The law, set to come into force in England, Wales and Northern Ireland in the summer of 2021, has been developed as a result of the death of teenager Natasha Ednan-Laperouse, who died following an allergic reaction to a Pret a Manger baguette in 2016. The baguette did not state on the label that it contained sesame, to which Natasha was severely allergic.

The current legislation surrounding the labelling of allergens on food prepared on the premises on which it is sold does not require the allergen information to be produced in writing on the package. A sign must, however, be displayed encouraging the consumer to ask about allergens. 'Natasha's Law' will make it easier for the consumer to access allergen information on pre-packaged products, as such food will be required to display a full ingredient list, not just a list of allergens.

For businesses who prepare pre-packaged food on site, this will mean that they must adhere to the more onerous task of labelling each ingredient for every pre-packaged product that they make and sell on their premises.
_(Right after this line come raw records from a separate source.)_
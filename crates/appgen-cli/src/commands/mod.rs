//! Command handlers, one module per subcommand.

pub mod completions;
pub mod config;
pub mod init;
pub mod model;
pub mod wizard;
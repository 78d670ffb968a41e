//! The `SpecificationRecord` aggregate: everything the generators need to
//! know about one entity.
//!
//! Built once per invocation, validated at `build()`, then shared read-only
//! by every artifact generator.
//!
//! # Domain purity
//!
//! This module must not import `tracing`.

use std::collections::BTreeMap;

use crate::domain::common::{
    NAMESPACE_SEPARATOR, QualifiedName, first_upper, is_identifier, is_qualified_identifier,
};
use crate::domain::entities::property::PropertyDescriptor;
use crate::domain::error::DomainError;
use crate::domain::value_objects::{Features, IdentifierStrategy};

/// Event names the answer `all` expands to.
pub const LIFECYCLE_EVENTS: &[&str] = &["created", "updated", "deleted"];

/// Members the entity always declares: `$id`/`getId()` and `getData()`.
const RESERVED_PROPERTY_NAMES: &[&str] = &["id", "data"];

/// Whether a property would collide with a generated entity member.
/// `getData` only exists with the edit feature, but the name stays reserved
/// so toggling features never breaks a definition.
pub fn is_reserved_property_name(name: &str) -> bool {
    RESERVED_PROPERTY_NAMES
        .iter()
        .any(|reserved| reserved.eq_ignore_ascii_case(name))
}

// ── Aggregate root ────────────────────────────────────────────────────────────

#[derive(Debug, Clone, PartialEq)]
pub struct SpecificationRecord {
    namespace: String,
    entity_name: String,
    properties: Vec<PropertyDescriptor>,
    features: Features,
    single_lookup_fields: Vec<String>,
    multi_lookup_fields: Vec<String>,
    events: Vec<String>,
    traits: BTreeMap<String, QualifiedName>,
    id_strategy: IdentifierStrategy,
}

impl SpecificationRecord {
    pub fn builder(
        namespace: impl Into<String>,
        entity_name: impl Into<String>,
    ) -> SpecificationRecordBuilder {
        SpecificationRecordBuilder::new(namespace, entity_name)
    }

    pub fn namespace(&self) -> &str {
        &self.namespace
    }
    pub fn entity_name(&self) -> &str {
        &self.entity_name
    }
    pub fn properties(&self) -> &[PropertyDescriptor] {
        &self.properties
    }
    pub const fn features(&self) -> Features {
        self.features
    }
    pub fn single_lookup_fields(&self) -> &[String] {
        &self.single_lookup_fields
    }
    pub fn multi_lookup_fields(&self) -> &[String] {
        &self.multi_lookup_fields
    }
    pub fn events(&self) -> &[String] {
        &self.events
    }
    pub fn traits(&self) -> &BTreeMap<String, QualifiedName> {
        &self.traits
    }
    pub fn id_strategy(&self) -> &IdentifierStrategy {
        &self.id_strategy
    }

    pub fn property(&self, name: &str) -> Option<&PropertyDescriptor> {
        self.properties.iter().find(|p| p.name() == name)
    }

    pub fn has_event(&self, name: &str) -> bool {
        self.events.iter().any(|e| e == name)
    }

    /// Single-lookup fields resolved to their descriptors, in declaration order
    /// of the lookup list.
    pub fn single_lookups(&self) -> impl Iterator<Item = &PropertyDescriptor> {
        self.single_lookup_fields
            .iter()
            .filter_map(|name| self.property(name))
    }

    pub fn multi_lookups(&self) -> impl Iterator<Item = &PropertyDescriptor> {
        self.multi_lookup_fields
            .iter()
            .filter_map(|name| self.property(name))
    }

    /// Check every cross-field invariant.
    ///
    /// Called by the builder. Available for re-validation of records that
    /// reach the generators through other paths.
    pub fn validate(&self) -> Result<(), DomainError> {
        if self.namespace.is_empty() {
            return Err(DomainError::MissingRequiredField { field: "namespace" });
        }
        if !is_qualified_identifier(&self.namespace) || self.namespace.starts_with(NAMESPACE_SEPARATOR)
        {
            return Err(DomainError::InvalidIdentifier {
                kind: "namespace",
                value: self.namespace.clone(),
            });
        }
        if self.entity_name.is_empty() {
            return Err(DomainError::MissingRequiredField { field: "entity name" });
        }
        if !is_identifier(&self.entity_name) {
            return Err(DomainError::InvalidIdentifier {
                kind: "entity name",
                value: self.entity_name.clone(),
            });
        }

        for (i, property) in self.properties.iter().enumerate() {
            if is_reserved_property_name(property.name()) {
                return Err(DomainError::ReservedPropertyName {
                    name: property.name().to_string(),
                });
            }
            if self.properties[..i].iter().any(|p| p.name() == property.name()) {
                return Err(DomainError::DuplicateProperty {
                    name: property.name().to_string(),
                });
            }
        }

        for field in self
            .single_lookup_fields
            .iter()
            .chain(&self.multi_lookup_fields)
        {
            if self.property(field).is_none() {
                return Err(DomainError::UnknownProperty(field.clone()));
            }
        }

        for event in &self.events {
            if !is_identifier(event) {
                return Err(DomainError::InvalidIdentifier {
                    kind: "event name",
                    value: event.clone(),
                });
            }
        }

        Ok(())
    }

    // ── Artifact naming ──────────────────────────────────────────────────────

    fn in_namespace(&self, suffix: &str) -> QualifiedName {
        QualifiedName::new(&self.namespace, format!("{}{suffix}", self.entity_name))
    }

    pub fn entity_class(&self) -> QualifiedName {
        self.in_namespace("")
    }
    pub fn data_class(&self) -> QualifiedName {
        self.in_namespace("Data")
    }
    pub fn data_factory_class(&self) -> QualifiedName {
        self.in_namespace("DataFactory")
    }
    pub fn factory_class(&self) -> QualifiedName {
        self.in_namespace("Factory")
    }
    pub fn repository_class(&self) -> QualifiedName {
        self.in_namespace("Repository")
    }
    pub fn facade_class(&self) -> QualifiedName {
        self.in_namespace("Facade")
    }

    pub fn not_found_class(&self) -> QualifiedName {
        QualifiedName::new(
            format!("{}{NAMESPACE_SEPARATOR}Exception", self.namespace),
            format!("{}NotFoundException", self.entity_name),
        )
    }

    /// `created` → `N\Event\UserCreatedEvent`.
    pub fn event_class(&self, event: &str) -> QualifiedName {
        QualifiedName::new(
            format!("{}{NAMESPACE_SEPARATOR}Event", self.namespace),
            format!("{}{}Event", self.entity_name, first_upper(event)),
        )
    }
}

// ── Builder ───────────────────────────────────────────────────────────────────

#[derive(Debug, Clone)]
pub struct SpecificationRecordBuilder {
    record: SpecificationRecord,
}

impl SpecificationRecordBuilder {
    pub fn new(namespace: impl Into<String>, entity_name: impl Into<String>) -> Self {
        Self {
            record: SpecificationRecord {
                namespace: namespace
                    .into()
                    .trim()
                    .trim_matches(NAMESPACE_SEPARATOR)
                    .to_string(),
                entity_name: entity_name.into().trim().to_string(),
                properties: Vec::new(),
                features: Features::default(),
                single_lookup_fields: Vec::new(),
                multi_lookup_fields: Vec::new(),
                events: Vec::new(),
                traits: BTreeMap::new(),
                id_strategy: IdentifierStrategy::default(),
            },
        }
    }

    pub fn property(mut self, property: PropertyDescriptor) -> Self {
        self.record.properties.push(property);
        self
    }

    pub fn properties(mut self, properties: impl IntoIterator<Item = PropertyDescriptor>) -> Self {
        self.record.properties.extend(properties);
        self
    }

    pub fn features(mut self, features: Features) -> Self {
        self.record.features = features;
        self
    }

    pub fn single_lookup(mut self, field: impl Into<String>) -> Self {
        push_unique(&mut self.record.single_lookup_fields, field.into());
        self
    }

    pub fn multi_lookup(mut self, field: impl Into<String>) -> Self {
        push_unique(&mut self.record.multi_lookup_fields, field.into());
        self
    }

    /// Add an event. `all` adds created, updated and deleted; the lifecycle
    /// names match case-insensitively, any other name keeps its case.
    /// Whitespace is stripped. Duplicates are dropped; first occurrence wins
    /// the position.
    pub fn event(mut self, event: impl AsRef<str>) -> Self {
        let event: String = event.as_ref().chars().filter(|c| !c.is_whitespace()).collect();
        if event.is_empty() {
            return self;
        }
        if event.eq_ignore_ascii_case("all") {
            for e in LIFECYCLE_EVENTS {
                push_unique(&mut self.record.events, (*e).to_string());
            }
            return self;
        }
        let event = LIFECYCLE_EVENTS
            .iter()
            .find(|e| e.eq_ignore_ascii_case(&event))
            .map_or(event, |e| (*e).to_string());
        push_unique(&mut self.record.events, event);
        self
    }

    pub fn with_trait(mut self, identifier: impl Into<String>, definition: QualifiedName) -> Self {
        self.record.traits.insert(identifier.into(), definition);
        self
    }

    pub fn id_strategy(mut self, strategy: IdentifierStrategy) -> Self {
        self.record.id_strategy = strategy;
        self
    }

    pub fn build(self) -> Result<SpecificationRecord, DomainError> {
        self.record.validate()?;
        Ok(self.record)
    }

    /// Skip validation, for exercising the checks further downstream.
    #[cfg(test)]
    pub(crate) fn build_unchecked(self) -> SpecificationRecord {
        self.record
    }
}

fn push_unique(list: &mut Vec<String>, value: String) {
    let value = value.trim().to_string();
    if !value.is_empty() && !list.contains(&value) {
        list.push(value);
    }
}
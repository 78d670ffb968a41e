//! Model-definition DTOs.
//!
//! The shape of a model-definition file (TOML or JSON). Loaders deserialize
//! straight into [`ModelInput`]; [`crate::application::ModelService`] turns
//! it into a validated `SpecificationRecord`.

use serde::{Deserialize, Serialize};

use crate::domain::Features;

#[derive(Debug, Clone, PartialEq, Serialize, Deserialize)]
#[serde(deny_unknown_fields)]
pub struct ModelInput {
    /// Namespace of the generated classes, e.g. `App\Model\User`.
    pub namespace: String,
    /// Entity short name, e.g. `User`.
    pub entity: String,
    #[serde(default)]
    pub properties: Vec<PropertyInput>,
    #[serde(default)]
    pub features: Features,
    /// Properties that get a throwing `getBy<Field>` lookup.
    #[serde(default)]
    pub get_by: Vec<String>,
    /// Properties that get a `getAllBy<Field>` lookup.
    #[serde(default)]
    pub get_all_by: Vec<String>,
    /// Lifecycle events; `all` means created, updated and deleted.
    #[serde(default)]
    pub events: Vec<String>,
    /// Identifiers of configured default traits to apply.
    #[serde(default)]
    pub traits: Vec<String>,
}

#[derive(Debug, Clone, PartialEq, Serialize, Deserialize)]
#[serde(deny_unknown_fields)]
pub struct PropertyInput {
    pub name: String,
    #[serde(rename = "type", default = "default_type")]
    pub type_expression: String,
    #[serde(default)]
    pub default: Option<DefaultInput>,
    #[serde(default)]
    pub relation: Option<RelationInput>,
}

/// A default value as written in the file. Non-string literals are accepted
/// so `default = 18` works as well as `default = "18"`.
#[derive(Debug, Clone, PartialEq, Serialize, Deserialize)]
#[serde(untagged)]
pub enum DefaultInput {
    Bool(bool),
    Integer(i64),
    Float(f64),
    Text(String),
}

impl DefaultInput {
    /// The value as the wizard would have typed it.
    pub fn as_answer(&self) -> String {
        match self {
            Self::Bool(b) => b.to_string(),
            Self::Integer(i) => i.to_string(),
            Self::Float(x) => x.to_string(),
            Self::Text(s) => s.clone(),
        }
    }
}

#[derive(Debug, Clone, PartialEq, Eq, Serialize, Deserialize)]
#[serde(deny_unknown_fields)]
pub struct RelationInput {
    /// `1:1`, `M:1`, `1:M` or `N:M`.
    #[serde(default = "default_kind")]
    pub kind: String,
    #[serde(default)]
    pub bidirectional: bool,
    /// `persist`, `remove` or `all`.
    #[serde(default)]
    pub cascade: Option<String>,
    #[serde(default)]
    pub on_delete_cascade: bool,
}

impl Default for RelationInput {
    fn default() -> Self {
        Self {
            kind: default_kind(),
            bidirectional: false,
            cascade: None,
            on_delete_cascade: false,
        }
    }
}

impl PropertyInput {
    pub fn new(name: impl Into<String>, type_expression: impl Into<String>) -> Self {
        Self {
            name: name.into(),
            type_expression: type_expression.into(),
            default: None,
            relation: None,
        }
    }
}

impl ModelInput {
    pub fn new(namespace: impl Into<String>, entity: impl Into<String>) -> Self {
        Self {
            namespace: namespace.into(),
            entity: entity.into(),
            properties: Vec::new(),
            features: Features::default(),
            get_by: Vec::new(),
            get_all_by: Vec::new(),
            events: Vec::new(),
            traits: Vec::new(),
        }
    }
}

fn default_type() -> String {
    "string".into()
}

fn default_kind() -> String {
    "M:1".into()
}

#[cfg(test)]
mod tests {
    use super::*;

    #[test]
    fn minimal_json_uses_defaults() {
        let input: ModelInput = serde_json::from_str(
            r#"{
                "namespace": "App\\Model",
                "entity": "User",
                "properties": [
                    { "name": "email" },
                    { "name": "age", "type": "?int", "default": 18 },
                    { "name": "author", "type": "Author", "relation": {} }
                ]
            }"#,
        )
        .unwrap();

        assert_eq!(input.properties[0].type_expression, "string");
        assert_eq!(
            input.properties[1].default.as_ref().map(DefaultInput::as_answer),
            Some("18".into())
        );
        assert_eq!(input.properties[2].relation, Some(RelationInput::default()));
        assert_eq!(input.features, Features::default());
        assert!(input.events.is_empty());
    }

    #[test]
    fn unknown_fields_are_rejected() {
        let result: Result<ModelInput, _> = serde_json::from_str(
            r#"{ "namespace": "App", "entity": "User", "getBy": ["email"] }"#,
        );
        assert!(result.is_err());
    }
}
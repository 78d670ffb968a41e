//! appgen core - hexagonal architecture implementation
//!
//! This crate provides the domain and application layers for the appgen
//! model scaffolder, following hexagonal (ports and adapters) architecture.
//!
//! ## Architecture Overview
//!
//! ```text
//! ┌─────────────────────────────────────────┐
//! │            appgen-cli (CLI)             │
//! │      (wizard, model files, config)      │
//! └──────────────────┬──────────────────────┘
//!                    │ calls
//!                    ▼
//! ┌─────────────────────────────────────────┐
//! │          Application Services           │
//! │  (ModelService, ScaffoldService,        │
//! │   PropertyWizard)                       │
//! └──────────────────┬──────────────────────┘
//!                    │ uses
//!                    ▼
//! ┌─────────────────────────────────────────┐
//! │       Application Ports (Traits)        │
//! │ (Filesystem, SourceRenderer, Resolver)  │
//! └──────────────────┬──────────────────────┘
//!                    │ implemented by
//!                    ▼
//! ┌─────────────────────────────────────────┐
//! │     appgen-adapters (Infrastructure)    │
//! │  (LocalFilesystem, PhpRenderer, etc)    │
//! └─────────────────────────────────────────┘
//!                    │
//!                    ▼
//! ┌─────────────────────────────────────────┐
//! │        Domain Layer (Pure Logic)        │
//! │ (TypeParser, SpecificationRecord,       │
//! │  generators, SourceUnit)                │
//! └─────────────────────────────────────────┘
//! ```
//!
//! ## Usage
//!
//! ```rust,ignore
//! use appgen_core::prelude::*;
//!
//! // 1. Assemble a record from a model definition
//! let models = ModelService::new(Box::new(resolver), GeneratorSettings::default());
//! let record = models.assemble(&input)?;
//!
//! // 2. Render and write every artifact (with injected adapters)
//! let service = ScaffoldService::new(Box::new(renderer), Box::new(filesystem));
//! let report = service.scaffold(&record, "app")?;
//! ```

pub mod domain;

pub mod application;

pub mod error;

// Public API - what external crates should use
pub mod prelude {
    pub use crate::application::{
        EmissionReport, GeneratorSettings, ModelInput, ModelService, PropertyWizard,
        ScaffoldService, WizardInput, WizardState,
        ports::{Filesystem, NamespaceResolver, SourceRenderer},
    };
    pub use crate::domain::{
        ArtifactKind, Cascade, EmissionPlan, Features, IdentifierStrategy, PropertyDescriptor,
        QualifiedName, RelationKind, SourceUnit, SpecificationRecord,
    };
    pub use crate::error::{AppGenError, AppGenResult};
}

// Version info
pub const VERSION: &str = env!("CARGO_PKG_VERSION");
Therefore, particularly for smaller retailers, the time and expense of providing this increased labelling must be borne in mind.  However, the new law will also remove much of the uncertainty around this area to the benefit of retailers as well as consumers.

Retailers will have some time to adjust to the new legislation before it comes into force in 2021, but given the health benefits and public demand for greater clarity in this area (over 70% of consumers that responded to the Government's consultation backed the option of mandating full ingredients labelling) it would not be surprising for retailers to make the necessary changes sooner than required.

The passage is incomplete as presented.